R – Pères José Manuel et Carlos - Nous avons chacun notre propre expérience dans la découverte de la liturgie traditionnelle. Mais on pourrait dire que notre découverte fut absolument providentielle et s’est produite à l’occasion d’un pèlerinage en France et en Italie où nous étions venus visiter les principaux sanctuaires. Au cours de ce voyage, en rentrant de La Salette, nous sommes passés à l’abbaye sainte Madeleine du Barroux, où nous sommes arrivés au moment des Vêpres. Ce fut pour nous un choc de découvrir la liturgie traditionnelle vivante qui s’y déroulait avec une telle beauté et une telle perfection. Ce moment a marqué un avant et un après dans nos vies de catholiques et de futurs prêtres.

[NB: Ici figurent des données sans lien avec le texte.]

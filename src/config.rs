use serde::{Deserialize, Deserializer};
use std::time::Duration;
use thiserror::Error;

use crate::scheduler::SyncSettings;

#[derive(Debug, Error)]
pub enum ConfigError {
    #[error("IO error: {0}")]
    Io(#[from] std::io::Error),
    #[error("YAML parse error: {0}")]
    Yaml(#[from] serde_yaml::Error),
    #[error("invalid {field}: {message}")]
    Invalid {
        field: &'static str,
        message: String,
    },
}

#[derive(Debug, Clone, Default, Deserialize)]
#[serde(default)]
pub struct Config {
    pub service: ServiceConfig,
    pub satellites: SatellitesConfig,
    pub passes: PassesConfig,
    pub pass_track: PassTrackConfig,
    pub orbit: OrbitConfig,
    pub position: PositionConfig,
}

#[derive(Debug, Clone, Deserialize)]
pub struct ServiceConfig {
    #[serde(default = "default_base_url")]
    pub base_url: String,
    #[serde(default = "default_timeout", deserialize_with = "deserialize_duration")]
    pub timeout: Duration,
}

fn default_base_url() -> String {
    "http://127.0.0.1:8000".to_string()
}

fn default_timeout() -> Duration {
    Duration::from_secs(10)
}

impl Default for ServiceConfig {
    fn default() -> Self {
        Self {
            base_url: default_base_url(),
            timeout: default_timeout(),
        }
    }
}

#[derive(Debug, Clone, Deserialize)]
pub struct SatellitesConfig {
    #[serde(default = "default_preferred")]
    pub preferred: Option<String>,
}

fn default_preferred() -> Option<String> {
    Some("ISS".to_string())
}

impl Default for SatellitesConfig {
    fn default() -> Self {
        Self {
            preferred: default_preferred(),
        }
    }
}

#[derive(Debug, Clone, Deserialize)]
pub struct PassesConfig {
    #[serde(default = "default_window_hours")]
    pub window_hours: u32,
    #[serde(default = "default_min_elevation")]
    pub min_elevation_deg: f64,
    #[serde(
        default = "default_pass_refresh",
        deserialize_with = "deserialize_duration"
    )]
    pub refresh: Duration,
}

fn default_window_hours() -> u32 {
    48
}

fn default_min_elevation() -> f64 {
    10.0
}

fn default_pass_refresh() -> Duration {
    Duration::from_secs(60)
}

impl Default for PassesConfig {
    fn default() -> Self {
        Self {
            window_hours: default_window_hours(),
            min_elevation_deg: default_min_elevation(),
            refresh: default_pass_refresh(),
        }
    }
}

#[derive(Debug, Clone, Deserialize)]
pub struct PassTrackConfig {
    #[serde(default = "default_step_seconds")]
    pub step_seconds: u32,
}

fn default_step_seconds() -> u32 {
    10
}

impl Default for PassTrackConfig {
    fn default() -> Self {
        Self {
            step_seconds: default_step_seconds(),
        }
    }
}

#[derive(Debug, Clone, Deserialize)]
pub struct OrbitConfig {
    #[serde(default = "default_look_ahead")]
    pub look_ahead_minutes: u32,
    #[serde(default = "default_step_seconds")]
    pub step_seconds: u32,
    #[serde(
        default = "default_orbit_refresh",
        deserialize_with = "deserialize_duration"
    )]
    pub refresh: Duration,
}

fn default_look_ahead() -> u32 {
    20
}

fn default_orbit_refresh() -> Duration {
    Duration::from_secs(30)
}

impl Default for OrbitConfig {
    fn default() -> Self {
        Self {
            look_ahead_minutes: default_look_ahead(),
            step_seconds: default_step_seconds(),
            refresh: default_orbit_refresh(),
        }
    }
}

#[derive(Debug, Clone, Deserialize)]
pub struct PositionConfig {
    #[serde(
        default = "default_position_refresh",
        deserialize_with = "deserialize_duration"
    )]
    pub refresh: Duration,
}

fn default_position_refresh() -> Duration {
    Duration::from_millis(1500)
}

impl Default for PositionConfig {
    fn default() -> Self {
        Self {
            refresh: default_position_refresh(),
        }
    }
}

impl Config {
    pub fn from_file(path: &str) -> Result<Self, ConfigError> {
        let content = std::fs::read_to_string(path)?;
        Self::from_str(&content)
    }

    pub fn from_str(yaml: &str) -> Result<Self, ConfigError> {
        let config: Config = serde_yaml::from_str(yaml)?;
        config.validate()?;
        Ok(config)
    }

    pub fn validate(&self) -> Result<(), ConfigError> {
        let invalid = |field: &'static str, message: &str| -> Result<(), ConfigError> {
            Err(ConfigError::Invalid {
                field,
                message: message.to_string(),
            })
        };

        if !(1..=240).contains(&self.passes.window_hours) {
            return invalid("passes.window_hours", "must be between 1 and 240");
        }
        if !(0.0..=90.0).contains(&self.passes.min_elevation_deg) {
            return invalid("passes.min_elevation_deg", "must be between 0 and 90");
        }
        if !(1..=180).contains(&self.orbit.look_ahead_minutes) {
            return invalid("orbit.look_ahead_minutes", "must be between 1 and 180");
        }
        for (field, step) in [
            ("pass_track.step_seconds", self.pass_track.step_seconds),
            ("orbit.step_seconds", self.orbit.step_seconds),
        ] {
            if !(1..=120).contains(&step) {
                return invalid(field, "must be between 1 and 120");
            }
        }
        for (field, period) in [
            ("passes.refresh", self.passes.refresh),
            ("orbit.refresh", self.orbit.refresh),
            ("position.refresh", self.position.refresh),
        ] {
            if period.is_zero() {
                return invalid(field, "must be greater than zero");
            }
        }
        Ok(())
    }

    pub fn sync_settings(&self) -> SyncSettings {
        SyncSettings {
            preferred_satellite: self.satellites.preferred.clone(),
            pass_window_hours: self.passes.window_hours,
            min_elevation_deg: self.passes.min_elevation_deg,
            pass_refresh: self.passes.refresh,
            pass_track_step_seconds: self.pass_track.step_seconds,
            orbit_look_ahead_minutes: self.orbit.look_ahead_minutes,
            orbit_step_seconds: self.orbit.step_seconds,
            orbit_refresh: self.orbit.refresh,
            position_refresh: self.position.refresh,
        }
    }
}

fn deserialize_duration<'de, D>(deserializer: D) -> Result<Duration, D::Error>
where
    D: Deserializer<'de>,
{
    let s = String::deserialize(deserializer)?;
    humantime::parse_duration(s.trim()).map_err(serde::de::Error::custom)
}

Q – Diego de Caleruéga – Votre vie de prêtres a-t-elle changé d’une manière ou d’une autre ?

R – Pères José Manuel et Carlos - Ce n’est pas un changement dans nos vies de prêtres, car notre découverte fut antérieure à notre ordination. Ce que nous pouvons affirmer c’est que notre sacerdoce a toujours été lié à la forme extraordinaire de la liturgie. Cependant, de même que nous avons expérimenté la richesse et la beauté de ce rite et ce qu’elle peut procurer pour nous et pour nos frères, elle nous a fait ressentir également les malentendus et les appréhensions causés par notre amour du rite traditionnel avec beaucoup de fidèles et de prêtres qui pour de nombreuses raisons ne souhaitent pas intégrer ce trésor dans leur vie chrétienne.


Q – Diego de Caleruéga - Comment se déroule votre apostolat à Tolède aujourd’hui ?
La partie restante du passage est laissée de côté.